Não respondi nada. Naquela idade meu negócio era jogar bola nos campinhos. Tanto que durante anos seguidos meu pedido de Natal sempre foi uma bola de capotão, nº 5. Quem tinha a bola era dono do time. Jogava quem ele deixava. E com a minha bola jogava todo mundo. Alguns raros me criticavam por eu não selecionar quem jogava e eu dizia: "Ganhe uma bola e faça o seu time. Com a minha bola joga todo mundo!" O que eu adorava era jogar. Não importava com quem ou contra quem.

Tanto, que uma vez, já no ginásio, quando vieram me avisar que o Anísio ia treinar um time, que "ia ter até uniforme", corri a me inscrever. "Aparece no sábado à tarde para treinar", disse ele. "Sábado à tarde?! Não dá, eu tenho que fazer entregas." "No meu time, quem não treina não joga".

Que ducha fria! E no sábado, enquanto fazia as entregas vi a meninada treinando. Deu até água na boca. Mas no domingo cedinho estava lá. Se não ia jogar pelo menos assistiria. E vai que sobrava uma boquinha! De repente pensei: "Contra quem eles vão jogar?! De repente..." Quando vi o time adversário vibrei na esperança de poder jogar: era o time da Pretolândia! Nunca um branquela tinha jogado naquele time, mas eu conhecia todos. Conversei com o Baianinho, o Tião Medonho, o João Preto e o Micrica. Todos concordaram em eu jogar. Mas quem decidia era o Álvaro. "Álvaro? E quem é esse?" Me apontaram um escurinho de cabelo quase liso e rosto sério. Embora fosse mais novinho que nós tinha um quê de mais maduro. Moleque, que joga bola, ainda por cima preto e que não tinha apelido, pra mim parecia coisa de outro mundo. Mas o que eu queira era jogar. Expliquei a ele a situação e perguntei: "Posso jogar no time de vocês?"

Ele tentou um meio sorriso. Sorrir parecia ser difícil para ele, mas senti muita simpatia em seu olhar: "Você é filho do dono da farmácia, não é?" "Sou, por isso não pude treinar ontem. Posso jogar no time de vocês?" Ele continuou me olhando, sério: "Sempre admirei, você, filho do dono, limpando a sujeira que os meus irmãos faziam no chão da farmácia." Aí eu o reconheci: era o tal do "espírito evoluído reencarnado" que minha mãe tinha dito. E não é que parecia coisa de outro mundo mesmo? Mas o que eu queria era jogar. "Posso jogar no time de vocês?" "Pode." "Valeu!"

Como o "nosso" time não tinha uniforme, para diferenciarmo-nos do outro jogamos sem camisas. Era até curioso um único branquela correndo junto com um bando de pretinhos. Ganhamos por 3 a 0 e eu fiz dois gols.

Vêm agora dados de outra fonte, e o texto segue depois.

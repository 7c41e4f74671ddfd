// src/scrape/extract.rs
//
// Field reads for one prospect card and its scout. Every read is
// best-effort: anything missing comes back as `None` and the record keeps
// going with the rest of its fields.

use crate::core::sanitize::{clean, parse_leading_int, strip_years};
use crate::model::{ScoutInfo, Skills};
use crate::page::{Choice, ChoiceControl, Landmark, PageAdapter};

/// Name, age and speciality of one prospect.
#[derive(Clone, Debug, Default, PartialEq, Eq)]
pub struct PlayerInfo {
    pub name: Option<String>,
    pub age: Option<u32>,
    pub speciality: Option<String>,
}

/// Two fragments → "First Last"; one → as is; none → absent.
pub fn join_name(fragments: &[String]) -> Option<String> {
    let joined = match fragments {
        [first, second, ..] => format!("{} {}", first.trim(), second.trim()),
        [only] => s!(only.trim()),
        [] => return None,
    };
    clean(Some(joined))
}

fn first_text<'a, P: PageAdapter>(page: &'a P, node: P::Node<'a>, label: Landmark) -> Option<String> {
    page.read_labeled_text(node, label).into_iter().next()
}

pub fn player_info<'a, P: PageAdapter>(page: &'a P, card: P::Node<'a>) -> PlayerInfo {
    let name = join_name(&page.read_labeled_text(card, Landmark::NameFragment));

    let age = first_text(page, card, Landmark::Age)
        .and_then(|t| parse_leading_int(&strip_years(&t)))
        .filter(|&a| a != 0);

    let speciality = clean(first_text(page, card, Landmark::Speciality));

    PlayerInfo { name, age, speciality }
}

/// Walk the skills table. Rows are matched on their lower-cased label;
/// anything that isn't one of the seven slots is skipped. A later row for
/// the same slot overwrites an earlier one.
pub fn skills<'a, P: PageAdapter>(page: &'a P, card: P::Node<'a>) -> Skills {
    let mut out = Skills::default();

    for row in page.read_skill_rows(card) {
        let Some(label) = row.label.map(|l| l.trim().to_lowercase()) else { continue };
        let slot = match label.as_str() {
            "keeper" => &mut out.gk,
            "defending" => &mut out.def,
            "playmaking" => &mut out.pm,
            "winger" => &mut out.w,
            "passing" => &mut out.pa,
            "scoring" => &mut out.sc,
            "overall" => &mut out.overall,
            _ => continue,
        };
        *slot = clean(row.value);
    }
    out
}

/// Label of the option whose value is the control's current value.
pub fn resolve_choice(control: &ChoiceControl) -> Option<String> {
    let value = control.value.as_deref().filter(|v| !v.is_empty())?;
    let label = control
        .options
        .iter()
        .find(|(v, _)| v == value)
        .map(|(_, label)| label.clone());
    clean(label)
}

/// Scout `index` of `scouts`. Scouts and prospects are paired by position;
/// past the end of the scout list everything is absent.
pub fn scout_info<'a, P: PageAdapter>(page: &'a P, scouts: &[P::Node<'a>], index: usize) -> ScoutInfo {
    let Some(&scout) = scouts.get(index) else {
        logd!("Capture: no scout card at index {index} (have {})", scouts.len());
        return ScoutInfo::default();
    };

    ScoutInfo {
        name: join_name(&page.read_labeled_text(scout, Landmark::NameFragment)),
        age: clean(first_text(page, scout, Landmark::Age).map(|t| strip_years(&t))),
        country: clean(first_text(page, scout, Landmark::CriteriaCountry)),
        region: page.read_choice(scout, Choice::Region).and_then(|c| resolve_choice(&c)),
        focus: page.read_choice(scout, Choice::Focus).and_then(|c| resolve_choice(&c)),
    }
}
// src/page/html.rs
//
// Saved youth-scouts page, read through the CSS landmarks the live page
// exposes. Selectors are matched leniently: any miss is just "absent".

use std::fs;
use std::path::Path;

use scraper::{ElementRef, Html, Selector};

use super::{Choice, ChoiceControl, Landmark, PageAdapter, SkillRow};
use crate::error::Result;

const PROSPECT_CARD: &str = "app-scout-prospect";
const SCOUT_CARD: &str = "app-scout-card, .scout-card";
const NAME_FRAGMENT: &str = ".scout-details-text-name b";
const AGE: &str = ".scout-details-text-age";
const SKILL_GROUP: &str = ".skill-group-content";
const SKILL_GROUP_LABEL: &str = "span";
const SKILL_ROW: &str = "table.skilltable tr";
const SKILL_LABEL_CELL: &str = "td:first-child";
const SKILL_NUMBER: &str = "ht-skill-number";
const SELECTED_BUTTON: &str = r#".scout-prospects-select.primary-button[value="Selected"]"#;
const SEARCH_CRITERIA: &str = "app-scout-search-criteria";
const CRITERIA_COUNTRY: &str = ".scout-search-criteria-country";
const CRITERIA_REGION: &str = ".scout-search-criteria-region";
const CRITERIA_FOCUS: &str = ".scout-search-criteria-player-type";
const OPTION: &str = "option";
const BYLINE: &str = ".hasByline";

pub struct HtmlPage {
    doc: Html,
}

impl HtmlPage {
    pub fn parse(html: &str) -> Self {
        Self { doc: Html::parse_document(html) }
    }

    pub fn load(path: &Path) -> Result<Self> {
        let text = fs::read_to_string(path)?;
        logd!("Page: loaded {} ({} bytes)", path.display(), text.len());
        Ok(Self::parse(&text))
    }
}

fn selector(css: &str) -> Option<Selector> {
    match Selector::parse(css) {
        Ok(sel) => Some(sel),
        Err(e) => {
            loge!("Page: bad selector `{css}`: {e:?}");
            None
        }
    }
}

/// Element text, trimmed at the ends only; inner spacing stays as shown.
fn text_of(el: ElementRef<'_>) -> String {
    s!(el.text().collect::<String>().trim())
}

fn first_within<'a>(node: ElementRef<'a>, css: &str) -> Option<ElementRef<'a>> {
    let sel = selector(css)?;
    node.select(&sel).next()
}

fn texts_within(node: ElementRef<'_>, css: &str) -> Vec<String> {
    match selector(css) {
        Some(sel) => node.select(&sel).map(text_of).collect(),
        None => Vec::new(),
    }
}

/// The search-criteria block sits next to the scout card, under the same parent.
fn criteria_of(scout: ElementRef<'_>) -> Option<ElementRef<'_>> {
    let parent = scout.parent().and_then(ElementRef::wrap)?;
    first_within(parent, SEARCH_CRITERIA)
}

/// Current value the way a browser reports it: an explicit `value` on the
/// control, else the `selected` option, else the first option.
fn control_value(control: ElementRef<'_>, options: &[ElementRef<'_>]) -> Option<String> {
    if let Some(v) = control.value().attr("value") {
        return Some(s!(v));
    }
    let option_value = |o: &ElementRef<'_>| {
        o.value().attr("value").map(|v| s!(v)).unwrap_or_else(|| text_of(*o))
    };
    options
        .iter()
        .find(|o| o.value().attr("selected").is_some())
        .or_else(|| options.first())
        .map(option_value)
}

impl PageAdapter for HtmlPage {
    type Node<'a> = ElementRef<'a>;

    fn find_prospects<'a>(&'a self) -> Vec<ElementRef<'a>> {
        match selector(PROSPECT_CARD) {
            Some(sel) => self.doc.select(&sel).collect(),
            None => Vec::new(),
        }
    }

    fn find_scouts<'a>(&'a self) -> Vec<ElementRef<'a>> {
        match selector(SCOUT_CARD) {
            Some(sel) => self.doc.select(&sel).collect(),
            None => Vec::new(),
        }
    }

    fn read_labeled_text<'a>(&'a self, node: ElementRef<'a>, label: Landmark) -> Vec<String> {
        match label {
            Landmark::NameFragment => texts_within(node, NAME_FRAGMENT),
            Landmark::Age => first_within(node, AGE).map(text_of).into_iter().collect(),
            Landmark::Speciality => first_within(node, SKILL_GROUP)
                .and_then(|group| first_within(group, SKILL_GROUP_LABEL))
                .map(text_of)
                .into_iter()
                .collect(),
            Landmark::CriteriaCountry => criteria_of(node)
                .and_then(|c| first_within(c, CRITERIA_COUNTRY))
                .map(text_of)
                .into_iter()
                .collect(),
        }
    }

    fn read_skill_rows<'a>(&'a self, node: ElementRef<'a>) -> Vec<SkillRow> {
        let Some(row_sel) = selector(SKILL_ROW) else { return Vec::new() };
        node.select(&row_sel)
            .map(|row| SkillRow {
                label: first_within(row, SKILL_LABEL_CELL).map(text_of),
                value: first_within(row, SKILL_NUMBER).map(text_of),
            })
            .collect()
    }

    fn is_selected<'a>(&'a self, node: ElementRef<'a>) -> bool {
        first_within(node, SELECTED_BUTTON).is_some()
    }

    fn read_choice<'a>(&'a self, scout: ElementRef<'a>, choice: Choice) -> Option<ChoiceControl> {
        let css = match choice {
            Choice::Region => CRITERIA_REGION,
            Choice::Focus => CRITERIA_FOCUS,
        };
        let control = first_within(criteria_of(scout)?, css)?;

        let option_els: Vec<ElementRef<'a>> = match selector(OPTION) {
            Some(sel) => control.select(&sel).collect(),
            None => Vec::new(),
        };
        let value = control_value(control, &option_els);
        // Only options with an explicit value can be looked up by value.
        let options = option_els
            .iter()
            .filter_map(|o| o.value().attr("value").map(|v| (s!(v), text_of(*o))))
            .collect();

        Some(ChoiceControl { value, options })
    }

    fn byline(&self) -> Option<String> {
        let sel = selector(BYLINE)?;
        self.doc.select(&sel).next().map(text_of)
    }
}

Ganhar do time que tinha até uniforme, foi gostoso, mas o gostinho de ter sido o primeiro branco a jogar na Pretolândia, foi muito mais. E depois descobrimos que nunca um branco tinha jogado antes com eles, não porque eles não gostassem ou não quisessem. É que nunca ninguém havia pedido antes. E quando o primeiro pediu, e no caso fui eu, foi recebido de braços abertos.

Hoje, alguns daqueles meninos já são falecidos, a maioria por problemas com o alcoolismo. Mas o gostinho de ter inaugurado uma fraternidade e rompido com um preconceito, me orgulha até hoje.

Quanto ao "Vinho" (sabia que ele tinha um apelido!), nunca mais vi ou ouvi falar. Até parece coisa de outro mundo mesmo. Mas nisso vou pensar mais tarde. A fraternidade e a amizade dispensam cores.